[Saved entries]
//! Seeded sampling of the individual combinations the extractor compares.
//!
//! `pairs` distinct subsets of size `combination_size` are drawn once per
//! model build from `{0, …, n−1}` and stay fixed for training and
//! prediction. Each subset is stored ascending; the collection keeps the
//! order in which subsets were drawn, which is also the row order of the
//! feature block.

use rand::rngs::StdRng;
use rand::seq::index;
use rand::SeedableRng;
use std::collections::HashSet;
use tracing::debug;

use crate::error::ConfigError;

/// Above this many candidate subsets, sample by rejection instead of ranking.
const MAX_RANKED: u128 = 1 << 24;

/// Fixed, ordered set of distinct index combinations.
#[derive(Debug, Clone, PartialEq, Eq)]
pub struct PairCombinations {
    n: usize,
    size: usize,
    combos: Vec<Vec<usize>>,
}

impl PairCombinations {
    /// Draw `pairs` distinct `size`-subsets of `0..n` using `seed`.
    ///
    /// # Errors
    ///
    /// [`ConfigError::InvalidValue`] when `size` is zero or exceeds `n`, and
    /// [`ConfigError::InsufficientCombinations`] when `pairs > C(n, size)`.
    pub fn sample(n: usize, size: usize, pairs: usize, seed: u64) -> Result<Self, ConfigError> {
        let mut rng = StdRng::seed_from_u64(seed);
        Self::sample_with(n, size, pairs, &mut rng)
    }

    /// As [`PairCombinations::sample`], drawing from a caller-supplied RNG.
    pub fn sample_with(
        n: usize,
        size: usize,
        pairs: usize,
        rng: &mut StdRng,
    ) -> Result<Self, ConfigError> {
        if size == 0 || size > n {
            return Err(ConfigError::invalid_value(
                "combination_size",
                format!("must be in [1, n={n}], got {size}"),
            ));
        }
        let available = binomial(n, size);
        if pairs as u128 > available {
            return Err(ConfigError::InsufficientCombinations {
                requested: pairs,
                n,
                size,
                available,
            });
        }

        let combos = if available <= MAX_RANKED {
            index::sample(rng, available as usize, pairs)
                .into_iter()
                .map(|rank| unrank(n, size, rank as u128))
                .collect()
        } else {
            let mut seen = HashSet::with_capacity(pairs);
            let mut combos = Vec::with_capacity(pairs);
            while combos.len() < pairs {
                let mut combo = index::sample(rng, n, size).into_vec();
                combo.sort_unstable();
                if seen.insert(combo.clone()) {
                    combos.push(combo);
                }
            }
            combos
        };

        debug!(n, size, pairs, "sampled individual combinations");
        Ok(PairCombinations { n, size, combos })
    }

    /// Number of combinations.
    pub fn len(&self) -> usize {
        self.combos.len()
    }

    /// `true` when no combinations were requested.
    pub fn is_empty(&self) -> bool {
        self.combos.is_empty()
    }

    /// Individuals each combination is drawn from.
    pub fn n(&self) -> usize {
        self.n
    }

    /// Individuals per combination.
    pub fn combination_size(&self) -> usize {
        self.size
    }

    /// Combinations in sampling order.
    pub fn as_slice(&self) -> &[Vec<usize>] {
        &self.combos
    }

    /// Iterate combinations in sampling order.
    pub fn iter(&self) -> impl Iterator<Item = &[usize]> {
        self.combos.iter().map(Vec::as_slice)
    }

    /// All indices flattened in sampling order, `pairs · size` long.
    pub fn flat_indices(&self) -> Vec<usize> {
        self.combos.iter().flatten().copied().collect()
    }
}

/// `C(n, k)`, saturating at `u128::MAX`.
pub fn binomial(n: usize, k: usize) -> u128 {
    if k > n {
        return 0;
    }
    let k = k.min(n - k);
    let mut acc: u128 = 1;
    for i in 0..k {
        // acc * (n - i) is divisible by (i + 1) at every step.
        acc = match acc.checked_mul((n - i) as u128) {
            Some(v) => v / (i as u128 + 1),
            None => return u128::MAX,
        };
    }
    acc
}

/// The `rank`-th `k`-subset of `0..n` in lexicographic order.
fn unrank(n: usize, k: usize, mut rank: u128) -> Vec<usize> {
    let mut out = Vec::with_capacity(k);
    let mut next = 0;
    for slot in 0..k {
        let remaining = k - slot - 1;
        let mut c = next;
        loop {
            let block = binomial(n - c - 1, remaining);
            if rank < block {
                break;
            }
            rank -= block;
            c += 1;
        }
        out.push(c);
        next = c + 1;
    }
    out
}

**Task directions:**
An exact reproduction of all the records is needed.

**Solution to this task:**
//! Seeded sampling of the individual combinations the extractor compares.
//!
//! `pairs` distinct subsets of size `combination_size` are drawn once per
//! model build from `{0, …, n−1}` and stay fixed for training and
//! prediction. Each subset is stored ascending; the collection keeps the
//! order in which subsets were drawn, which is also the row order of the
//! feature block.

use rand::rngs::StdRng;
use rand::seq::index;
use rand::SeedableRng;
use std::collections::HashSet;
use tracing::debug;

use crate::error::ConfigError;

/// Above this many candidate subsets, sample by rejection instead of ranking.
const MAX_RANKED: u128 = 1 << 24;

/// Fixed, ordered set of distinct index combinations.
#[derive(Debug, Clone, PartialEq, Eq)]
pub struct PairCombinations {
    n: usize,
    size: usize,
    combos: Vec<Vec<usize>>,
}

impl PairCombinations {
    /// Draw `pairs` distinct `size`-subsets of `0..n` using `seed`.
    ///
    /// # Errors
    ///
    /// [`ConfigError::InvalidValue`] when `size` is zero or exceeds `n`, and
    /// [`ConfigError::InsufficientCombinations`] when `pairs > C(n, size)`.
    pub fn sample(n: usize, size: usize, pairs: usize, seed: u64) -> Result<Self, ConfigError> {
        let mut rng = StdRng::seed_from_u64(seed);
        Self::sample_with(n, size, pairs, &mut rng)
    }

    /// As [`PairCombinations::sample`], drawing from a caller-supplied RNG.
    pub fn sample_with(
        n: usize,
        size: usize,
        pairs: usize,
        rng: &mut StdRng,
    ) -> Result<Self, ConfigError> {
        if size == 0 || size > n {
            return Err(ConfigError::invalid_value(
                "combination_size",
                format!("must be in [1, n={n}], got {size}"),
            ));
        }
        let available = binomial(n, size);
        if pairs as u128 > available {
            return Err(ConfigError::InsufficientCombinations {
                requested: pairs,
                n,
                size,
                available,
            });
        }

        let combos = if available <= MAX_RANKED {
            index::sample(rng, available as usize, pairs)
                .into_iter()
                .map(|rank| unrank(n, size, rank as u128))
                .collect()
        } else {
            let mut seen = HashSet::with_capacity(pairs);
            let mut combos = Vec::with_capacity(pairs);
            while combos.len() < pairs {
                let mut combo = index::sample(rng, n, size).into_vec();
                combo.sort_unstable();
                if seen.insert(combo.clone()) {
                    combos.push(combo);
                }
            }
            combos
        };

        debug!(n, size, pairs, "sampled individual combinations");
        Ok(PairCombinations { n, size, combos })
    }

    /// Number of combinations.
    pub fn len(&self) -> usize {
        self.combos.len()
    }

    /// `true` when no combinations were requested.
    pub fn is_empty(&self) -> bool {
        self.combos.is_empty()
    }

    /// Individuals each combination is drawn from.
    pub fn n(&self) -> usize {
        self.n
    }

    /// Individuals per combination.
    pub fn combination_size(&self) -> usize {
        self.size
    }

    /// Combinations in sampling order.
    pub fn as_slice(&self) -> &[Vec<usize>] {
        &self.combos
    }

    /// Iterate combinations in sampling order.
    pub fn iter(&self) -> impl Iterator<Item = &[usize]> {
        self.combos.iter().map(Vec::as_slice)
    }

    /// All indices flattened in sampling order, `pairs · size` long.
    pub fn flat_indices(&self) -> Vec<usize> {
        self.combos.iter().flatten().copied().collect()
    }
}

/// `C(n, k)`, saturating at `u128::MAX`.
pub fn binomial(n: usize, k: usize) -> u128 {
    if k > n {
        return 0;
    }
    let k = k.min(n - k);
    let mut acc: u128 = 1;
    for i in 0..k {
        // acc * (n - i) is divisible by (i + 1) at every step.
        acc = match acc.checked_mul((n - i) as u128) {
            Some(v) => v / (i as u128 + 1),
            None => return u128::MAX,
        };
    }
    acc
}

/// The `rank`-th `k`-subset of `0..n` in lexicographic order.
fn unrank(n: usize, k: usize, mut rank: u128) -> Vec<usize> {
    let mut out = Vec::with_capacity(k);
    let mut next = 0;
    for slot in 0..k {
        let remaining = k - slot - 1;
        let mut c = next;
        loop {
            let block = binomial(n - c - 1, remaining);
            if rank < block {
                break;
            }
            rank -= block;
            c += 1;
        }
        out.push(c);
        next = c + 1;
    }
    out
}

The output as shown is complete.